BRIEF: The required output is the line with "mutable reference to the values." and each line that follows it to the end of the entries below, copied exactly and with nothing added.
+--
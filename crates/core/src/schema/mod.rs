//! Table schema definitions.
//!
//! Columns, table definitions with their builder, and foreign key
//! constraints with referential actions.

mod column;
mod constraint;
mod table;

pub use column::Column;
pub use constraint::{ForeignKey, ReferentialAction};
pub use table::{TableBuilder, TableSchema};
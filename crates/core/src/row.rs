//! Row structure for Strata.
//!
//! A `Row` is the row-store representation of one table tuple. Query
//! execution works on columnar blocks instead; rows are the unit of
//! mutation and of the scan cache's source data.

use crate::value::Value;
use alloc::vec::Vec;

/// A row in a database table.
#[derive(Clone, Debug, PartialEq, Eq, Hash, Default)]
pub struct Row {
    /// Values stored in this row, indexed by column position.
    values: Vec<Value>,
}

impl Row {
    /// Creates a new row from its values.
    pub fn new(values: Vec<Value>) -> Self {
        Self { values }
    }

    /// Returns a reference to the values.
    #[inline]
    pub fn values(&self) -> &[Value] {
        &self.values
    }

    /// Returns a mutable reference to the values.
    #[inline]
    pub fn values_mut(&mut self) -> &mut Vec<Value> {
        &mut self.values
    }

    /// Consumes the row and returns its values.
    pub fn into_values(self) -> Vec<Value> {
        self.values
    }

    /// Gets a value by column index.
    #[inline]
    pub fn get(&self, index: usize) -> Option<&Value> {
        self.values.get(index)
    }

    /// Returns the number of values in this row.
    #[inline]
    pub fn len(&self) -> usize {
        self.values.len()
    }

    /// Returns true if this row has no values.
    #[inline]
    pub fn is_empty(&self) -> bool {
        self.values.is_empty()
    }
}

impl From<Vec<Value>> for Row {
    fn from(values: Vec<Value>) -> Self {
        Self::new(values)
    }
}

#[cfg(test)]
mod tests {
    use super::*;
    use alloc::vec;

    #[test]
    fn test_row_accessors() {
        let row = Row::new(vec![Value::Int32(1), Value::Text("a".into())]);
        assert_eq!(row.len(), 2);
        assert_eq!(row.get(1), Some(&Value::Text("a".into())));
        assert_eq!(row.get(2), None);
        assert!(!row.is_empty());
    }

    #[test]
    fn test_row_into_values() {
        let row: Row = vec![Value::Int64(5)].into();
        assert_eq!(row.into_values(), vec![Value::Int64(5)]);
    }
}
+--
REPLY TO THE EXERCISE:
    /// Returns a mutable reference to the values.
    #[inline]
    pub fn values_mut(&mut self) -> &mut Vec<Value> {
        &mut self.values
    }

    /// Consumes the row and returns its values.
    pub fn into_values(self) -> Vec<Value> {
        self.values
    }

    /// Gets a value by column index.
    #[inline]
    pub fn get(&self, index: usize) -> Option<&Value> {
        self.values.get(index)
    }

    /// Returns the number of values in this row.
    #[inline]
    pub fn len(&self) -> usize {
        self.values.len()
    }

    /// Returns true if this row has no values.
    #[inline]
    pub fn is_empty(&self) -> bool {
        self.values.is_empty()
    }
}

impl From<Vec<Value>> for Row {
    fn from(values: Vec<Value>) -> Self {
        Self::new(values)
    }
}

#[cfg(test)]
mod tests {
    use super::*;
    use alloc::vec;

    #[test]
    fn test_row_accessors() {
        let row = Row::new(vec![Value::Int32(1), Value::Text("a".into())]);
        assert_eq!(row.len(), 2);
        assert_eq!(row.get(1), Some(&Value::Text("a".into())));
        assert_eq!(row.get(2), None);
        assert!(!row.is_empty());
    }

    #[test]
    fn test_row_into_values() {
        let row: Row = vec![Value::Int64(5)].into();
        assert_eq!(row.into_values(), vec![Value::Int64(5)]);
    }
}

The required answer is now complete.